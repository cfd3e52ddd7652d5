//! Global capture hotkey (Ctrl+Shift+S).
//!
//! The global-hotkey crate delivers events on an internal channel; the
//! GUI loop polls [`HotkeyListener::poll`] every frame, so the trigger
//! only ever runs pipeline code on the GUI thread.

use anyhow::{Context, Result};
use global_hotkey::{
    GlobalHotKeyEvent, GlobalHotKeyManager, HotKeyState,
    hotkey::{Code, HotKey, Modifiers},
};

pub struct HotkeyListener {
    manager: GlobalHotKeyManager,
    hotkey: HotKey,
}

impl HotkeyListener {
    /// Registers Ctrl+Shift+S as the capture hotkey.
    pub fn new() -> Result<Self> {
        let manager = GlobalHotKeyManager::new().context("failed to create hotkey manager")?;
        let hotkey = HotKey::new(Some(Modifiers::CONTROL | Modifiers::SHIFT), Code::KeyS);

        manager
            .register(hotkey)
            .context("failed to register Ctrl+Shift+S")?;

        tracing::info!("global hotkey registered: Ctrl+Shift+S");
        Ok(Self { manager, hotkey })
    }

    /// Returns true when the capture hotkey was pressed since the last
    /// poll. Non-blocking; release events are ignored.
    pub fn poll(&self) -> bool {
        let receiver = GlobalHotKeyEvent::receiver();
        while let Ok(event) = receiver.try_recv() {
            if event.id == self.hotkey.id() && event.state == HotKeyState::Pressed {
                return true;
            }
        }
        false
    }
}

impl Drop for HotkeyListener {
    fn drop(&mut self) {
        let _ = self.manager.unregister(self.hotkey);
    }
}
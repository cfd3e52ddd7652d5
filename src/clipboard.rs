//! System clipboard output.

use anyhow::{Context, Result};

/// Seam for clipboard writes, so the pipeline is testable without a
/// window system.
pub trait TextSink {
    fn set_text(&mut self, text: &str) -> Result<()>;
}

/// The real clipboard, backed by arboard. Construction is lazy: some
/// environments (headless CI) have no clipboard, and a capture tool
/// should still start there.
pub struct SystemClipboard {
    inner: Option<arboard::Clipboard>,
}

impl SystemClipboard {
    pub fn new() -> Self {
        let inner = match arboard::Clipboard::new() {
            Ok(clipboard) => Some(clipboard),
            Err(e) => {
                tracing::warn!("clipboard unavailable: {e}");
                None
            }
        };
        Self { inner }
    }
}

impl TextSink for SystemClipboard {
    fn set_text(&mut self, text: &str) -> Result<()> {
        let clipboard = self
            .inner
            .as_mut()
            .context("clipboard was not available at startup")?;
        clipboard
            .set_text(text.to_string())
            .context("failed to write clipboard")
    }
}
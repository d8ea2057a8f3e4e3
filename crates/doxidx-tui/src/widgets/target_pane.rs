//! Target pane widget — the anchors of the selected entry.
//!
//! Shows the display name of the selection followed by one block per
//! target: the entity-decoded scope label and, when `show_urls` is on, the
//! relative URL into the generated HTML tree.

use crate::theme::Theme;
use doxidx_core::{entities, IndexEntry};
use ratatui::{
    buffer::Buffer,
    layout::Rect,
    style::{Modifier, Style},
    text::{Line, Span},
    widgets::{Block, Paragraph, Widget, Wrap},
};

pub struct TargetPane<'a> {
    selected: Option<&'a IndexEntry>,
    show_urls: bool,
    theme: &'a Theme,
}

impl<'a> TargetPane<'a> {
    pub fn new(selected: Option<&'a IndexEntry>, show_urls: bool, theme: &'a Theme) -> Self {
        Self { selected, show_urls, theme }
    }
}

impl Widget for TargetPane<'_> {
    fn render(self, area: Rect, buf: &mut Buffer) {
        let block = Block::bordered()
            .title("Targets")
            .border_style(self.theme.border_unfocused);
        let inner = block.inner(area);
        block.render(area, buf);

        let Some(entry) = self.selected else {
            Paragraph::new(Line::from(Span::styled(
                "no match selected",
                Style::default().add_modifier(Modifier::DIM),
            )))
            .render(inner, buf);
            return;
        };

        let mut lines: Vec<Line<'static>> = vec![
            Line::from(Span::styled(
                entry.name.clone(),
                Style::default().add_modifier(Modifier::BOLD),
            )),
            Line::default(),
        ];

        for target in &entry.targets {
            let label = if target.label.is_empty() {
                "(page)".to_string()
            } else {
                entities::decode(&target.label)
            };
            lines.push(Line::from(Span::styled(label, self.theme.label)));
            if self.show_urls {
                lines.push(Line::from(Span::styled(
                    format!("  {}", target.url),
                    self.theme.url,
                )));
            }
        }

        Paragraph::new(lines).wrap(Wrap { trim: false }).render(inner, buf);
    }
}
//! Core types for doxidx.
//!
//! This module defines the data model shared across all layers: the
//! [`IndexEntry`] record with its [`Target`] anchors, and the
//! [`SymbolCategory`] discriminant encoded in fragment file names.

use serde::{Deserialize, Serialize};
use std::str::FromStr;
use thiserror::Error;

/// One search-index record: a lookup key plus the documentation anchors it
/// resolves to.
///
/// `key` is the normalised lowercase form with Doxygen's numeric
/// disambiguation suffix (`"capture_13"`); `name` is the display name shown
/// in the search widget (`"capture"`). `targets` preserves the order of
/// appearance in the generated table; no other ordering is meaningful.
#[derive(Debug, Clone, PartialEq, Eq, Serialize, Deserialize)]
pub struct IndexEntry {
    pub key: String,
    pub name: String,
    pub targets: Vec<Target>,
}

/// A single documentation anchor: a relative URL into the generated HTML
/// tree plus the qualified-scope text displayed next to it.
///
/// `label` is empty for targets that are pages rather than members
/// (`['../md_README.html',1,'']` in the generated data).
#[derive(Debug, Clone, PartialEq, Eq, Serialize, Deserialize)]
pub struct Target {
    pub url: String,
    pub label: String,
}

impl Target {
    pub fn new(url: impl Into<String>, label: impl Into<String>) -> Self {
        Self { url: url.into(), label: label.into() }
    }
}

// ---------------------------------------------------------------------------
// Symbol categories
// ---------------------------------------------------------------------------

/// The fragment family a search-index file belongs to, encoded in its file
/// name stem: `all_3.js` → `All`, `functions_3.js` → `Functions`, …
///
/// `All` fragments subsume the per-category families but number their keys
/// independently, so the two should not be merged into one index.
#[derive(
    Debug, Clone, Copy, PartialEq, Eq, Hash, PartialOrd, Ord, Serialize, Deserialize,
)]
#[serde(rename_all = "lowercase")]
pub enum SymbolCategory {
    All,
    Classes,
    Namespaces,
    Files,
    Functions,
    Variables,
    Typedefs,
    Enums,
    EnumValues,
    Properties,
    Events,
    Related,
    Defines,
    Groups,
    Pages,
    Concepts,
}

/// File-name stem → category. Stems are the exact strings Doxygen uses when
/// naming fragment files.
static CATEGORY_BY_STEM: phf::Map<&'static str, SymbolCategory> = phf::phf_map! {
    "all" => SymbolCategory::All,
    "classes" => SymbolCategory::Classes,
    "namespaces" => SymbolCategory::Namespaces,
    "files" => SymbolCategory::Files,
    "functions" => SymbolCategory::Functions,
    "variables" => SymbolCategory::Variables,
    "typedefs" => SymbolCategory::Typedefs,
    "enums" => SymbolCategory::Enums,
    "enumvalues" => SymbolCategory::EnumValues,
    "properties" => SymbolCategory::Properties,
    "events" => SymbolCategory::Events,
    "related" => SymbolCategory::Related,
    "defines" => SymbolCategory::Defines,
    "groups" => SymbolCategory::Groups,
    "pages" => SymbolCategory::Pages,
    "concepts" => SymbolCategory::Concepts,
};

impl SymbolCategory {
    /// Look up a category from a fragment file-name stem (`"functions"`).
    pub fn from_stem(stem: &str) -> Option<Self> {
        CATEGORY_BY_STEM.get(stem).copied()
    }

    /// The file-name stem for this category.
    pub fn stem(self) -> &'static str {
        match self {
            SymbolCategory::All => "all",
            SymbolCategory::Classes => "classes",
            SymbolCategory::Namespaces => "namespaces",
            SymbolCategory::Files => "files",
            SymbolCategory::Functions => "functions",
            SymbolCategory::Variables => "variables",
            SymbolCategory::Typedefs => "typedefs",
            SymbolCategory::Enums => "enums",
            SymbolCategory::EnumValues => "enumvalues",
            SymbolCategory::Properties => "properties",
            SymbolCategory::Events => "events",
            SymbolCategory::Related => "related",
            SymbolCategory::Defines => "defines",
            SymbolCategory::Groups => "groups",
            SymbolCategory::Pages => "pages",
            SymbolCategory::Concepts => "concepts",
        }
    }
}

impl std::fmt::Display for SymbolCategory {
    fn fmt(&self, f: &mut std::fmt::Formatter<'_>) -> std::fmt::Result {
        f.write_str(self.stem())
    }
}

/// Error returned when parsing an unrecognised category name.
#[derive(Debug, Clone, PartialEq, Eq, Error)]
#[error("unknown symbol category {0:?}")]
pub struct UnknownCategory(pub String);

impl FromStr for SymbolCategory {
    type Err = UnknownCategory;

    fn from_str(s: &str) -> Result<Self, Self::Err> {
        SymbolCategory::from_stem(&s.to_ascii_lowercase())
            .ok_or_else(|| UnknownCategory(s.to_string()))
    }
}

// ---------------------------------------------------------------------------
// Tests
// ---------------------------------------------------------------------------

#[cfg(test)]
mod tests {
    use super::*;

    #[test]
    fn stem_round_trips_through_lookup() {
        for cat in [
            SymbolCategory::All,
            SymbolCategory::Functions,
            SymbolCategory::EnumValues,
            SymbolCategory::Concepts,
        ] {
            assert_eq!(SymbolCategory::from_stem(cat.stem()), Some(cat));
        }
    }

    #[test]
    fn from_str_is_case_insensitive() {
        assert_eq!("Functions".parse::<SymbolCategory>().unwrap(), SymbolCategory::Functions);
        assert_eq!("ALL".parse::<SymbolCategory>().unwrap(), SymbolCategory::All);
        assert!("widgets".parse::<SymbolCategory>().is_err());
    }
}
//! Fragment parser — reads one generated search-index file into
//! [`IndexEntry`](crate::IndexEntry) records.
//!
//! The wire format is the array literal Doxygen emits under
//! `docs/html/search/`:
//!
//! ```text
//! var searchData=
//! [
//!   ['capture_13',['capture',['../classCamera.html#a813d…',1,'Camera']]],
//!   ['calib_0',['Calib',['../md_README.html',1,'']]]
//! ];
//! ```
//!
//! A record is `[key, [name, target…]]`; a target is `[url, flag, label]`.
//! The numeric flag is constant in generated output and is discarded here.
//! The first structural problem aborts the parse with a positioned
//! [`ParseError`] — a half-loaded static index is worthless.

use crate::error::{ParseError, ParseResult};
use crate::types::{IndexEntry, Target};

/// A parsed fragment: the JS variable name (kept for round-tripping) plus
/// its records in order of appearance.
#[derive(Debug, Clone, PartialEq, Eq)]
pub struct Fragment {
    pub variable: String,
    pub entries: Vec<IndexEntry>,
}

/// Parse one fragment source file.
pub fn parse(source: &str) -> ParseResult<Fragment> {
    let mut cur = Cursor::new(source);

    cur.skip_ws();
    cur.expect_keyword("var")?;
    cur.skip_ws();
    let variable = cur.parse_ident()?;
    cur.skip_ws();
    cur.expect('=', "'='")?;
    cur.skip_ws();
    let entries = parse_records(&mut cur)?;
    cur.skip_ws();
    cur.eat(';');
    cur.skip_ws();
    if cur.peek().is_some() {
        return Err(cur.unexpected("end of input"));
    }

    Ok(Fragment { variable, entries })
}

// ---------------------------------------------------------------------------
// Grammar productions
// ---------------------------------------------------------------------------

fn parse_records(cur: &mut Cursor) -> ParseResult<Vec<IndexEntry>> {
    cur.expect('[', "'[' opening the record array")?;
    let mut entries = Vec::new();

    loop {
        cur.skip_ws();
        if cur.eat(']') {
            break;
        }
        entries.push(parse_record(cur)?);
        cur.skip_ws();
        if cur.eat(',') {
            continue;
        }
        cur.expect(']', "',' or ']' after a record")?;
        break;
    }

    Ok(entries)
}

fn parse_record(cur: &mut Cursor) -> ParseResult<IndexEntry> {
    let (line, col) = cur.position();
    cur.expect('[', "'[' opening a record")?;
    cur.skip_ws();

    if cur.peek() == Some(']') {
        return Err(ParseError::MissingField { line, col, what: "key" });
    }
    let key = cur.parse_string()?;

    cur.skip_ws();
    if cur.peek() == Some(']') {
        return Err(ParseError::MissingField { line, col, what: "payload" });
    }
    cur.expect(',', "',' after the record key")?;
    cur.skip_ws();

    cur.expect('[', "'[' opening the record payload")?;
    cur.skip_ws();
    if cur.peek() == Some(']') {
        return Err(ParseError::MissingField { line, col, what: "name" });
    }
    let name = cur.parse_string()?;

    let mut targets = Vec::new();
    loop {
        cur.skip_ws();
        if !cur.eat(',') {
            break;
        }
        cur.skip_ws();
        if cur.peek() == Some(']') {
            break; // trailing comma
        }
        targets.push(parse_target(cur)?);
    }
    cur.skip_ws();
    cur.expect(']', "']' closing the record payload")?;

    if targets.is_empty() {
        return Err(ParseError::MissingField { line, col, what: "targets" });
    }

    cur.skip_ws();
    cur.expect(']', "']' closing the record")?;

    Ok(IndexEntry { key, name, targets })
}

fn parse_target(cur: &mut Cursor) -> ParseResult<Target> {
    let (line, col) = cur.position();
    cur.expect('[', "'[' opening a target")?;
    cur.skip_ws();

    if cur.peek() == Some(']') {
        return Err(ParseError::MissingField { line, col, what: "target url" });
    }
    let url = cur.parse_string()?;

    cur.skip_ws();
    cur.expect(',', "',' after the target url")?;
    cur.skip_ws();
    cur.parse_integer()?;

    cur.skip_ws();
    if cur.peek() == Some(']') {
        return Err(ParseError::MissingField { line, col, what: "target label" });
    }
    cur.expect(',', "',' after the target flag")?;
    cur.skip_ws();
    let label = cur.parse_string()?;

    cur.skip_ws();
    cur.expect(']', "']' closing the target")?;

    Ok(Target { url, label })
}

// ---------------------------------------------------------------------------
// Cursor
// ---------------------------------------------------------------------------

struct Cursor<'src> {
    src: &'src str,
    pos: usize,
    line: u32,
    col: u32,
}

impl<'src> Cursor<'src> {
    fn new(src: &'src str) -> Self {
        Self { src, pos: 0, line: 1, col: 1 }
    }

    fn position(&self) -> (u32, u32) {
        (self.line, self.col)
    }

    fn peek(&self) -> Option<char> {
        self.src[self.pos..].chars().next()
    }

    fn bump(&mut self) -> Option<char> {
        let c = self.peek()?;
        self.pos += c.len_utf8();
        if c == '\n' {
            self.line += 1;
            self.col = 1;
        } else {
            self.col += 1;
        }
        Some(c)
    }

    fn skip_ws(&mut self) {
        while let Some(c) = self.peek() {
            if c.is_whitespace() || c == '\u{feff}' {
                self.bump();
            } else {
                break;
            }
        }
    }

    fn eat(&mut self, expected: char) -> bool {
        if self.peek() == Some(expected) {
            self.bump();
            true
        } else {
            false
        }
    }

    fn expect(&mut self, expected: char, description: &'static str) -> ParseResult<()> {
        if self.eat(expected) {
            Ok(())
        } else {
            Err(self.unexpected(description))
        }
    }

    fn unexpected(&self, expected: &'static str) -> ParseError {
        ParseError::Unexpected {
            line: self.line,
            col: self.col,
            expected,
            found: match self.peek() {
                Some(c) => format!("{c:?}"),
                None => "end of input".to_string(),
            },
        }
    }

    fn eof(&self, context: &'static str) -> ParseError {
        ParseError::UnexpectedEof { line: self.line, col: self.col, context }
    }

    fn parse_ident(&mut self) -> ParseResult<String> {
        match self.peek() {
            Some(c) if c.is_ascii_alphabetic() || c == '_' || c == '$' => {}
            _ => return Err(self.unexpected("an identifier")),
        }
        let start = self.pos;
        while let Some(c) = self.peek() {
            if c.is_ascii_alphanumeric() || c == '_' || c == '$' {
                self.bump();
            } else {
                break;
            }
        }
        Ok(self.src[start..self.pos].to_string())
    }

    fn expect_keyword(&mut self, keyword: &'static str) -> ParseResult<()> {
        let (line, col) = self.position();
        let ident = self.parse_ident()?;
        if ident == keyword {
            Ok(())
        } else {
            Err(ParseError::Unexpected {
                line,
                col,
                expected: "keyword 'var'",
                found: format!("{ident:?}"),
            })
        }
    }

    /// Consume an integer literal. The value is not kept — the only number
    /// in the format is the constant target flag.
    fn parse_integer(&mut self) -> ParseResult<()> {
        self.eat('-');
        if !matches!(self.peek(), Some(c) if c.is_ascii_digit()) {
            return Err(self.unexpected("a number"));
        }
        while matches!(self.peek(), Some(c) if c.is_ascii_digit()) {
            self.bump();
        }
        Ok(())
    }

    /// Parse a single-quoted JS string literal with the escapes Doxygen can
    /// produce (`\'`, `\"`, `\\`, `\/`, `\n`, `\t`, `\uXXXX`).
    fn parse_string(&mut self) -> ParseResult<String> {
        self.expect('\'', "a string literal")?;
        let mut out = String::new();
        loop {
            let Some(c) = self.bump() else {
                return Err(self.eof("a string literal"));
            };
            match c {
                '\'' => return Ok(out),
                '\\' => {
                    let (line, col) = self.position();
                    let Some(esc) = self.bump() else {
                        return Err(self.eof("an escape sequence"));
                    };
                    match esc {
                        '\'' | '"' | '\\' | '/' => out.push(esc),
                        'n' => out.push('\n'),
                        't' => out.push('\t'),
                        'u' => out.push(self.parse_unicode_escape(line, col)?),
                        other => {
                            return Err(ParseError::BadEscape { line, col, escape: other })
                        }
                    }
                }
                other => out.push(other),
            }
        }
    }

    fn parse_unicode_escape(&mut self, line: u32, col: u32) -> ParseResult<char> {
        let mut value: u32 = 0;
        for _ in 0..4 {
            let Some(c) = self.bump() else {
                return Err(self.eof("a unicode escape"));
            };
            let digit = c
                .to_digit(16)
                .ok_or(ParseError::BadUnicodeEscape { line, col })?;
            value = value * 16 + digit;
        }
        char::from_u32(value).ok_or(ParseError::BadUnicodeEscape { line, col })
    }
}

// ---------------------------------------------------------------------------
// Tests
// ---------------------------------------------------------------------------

## EXERCISE GOAL
Which lines of the listing contain the string "Properties"? Copy each of them.

## SOLUTION
    Properties,
    "properties" => SymbolCategory::Properties,
            SymbolCategory::Properties => "properties",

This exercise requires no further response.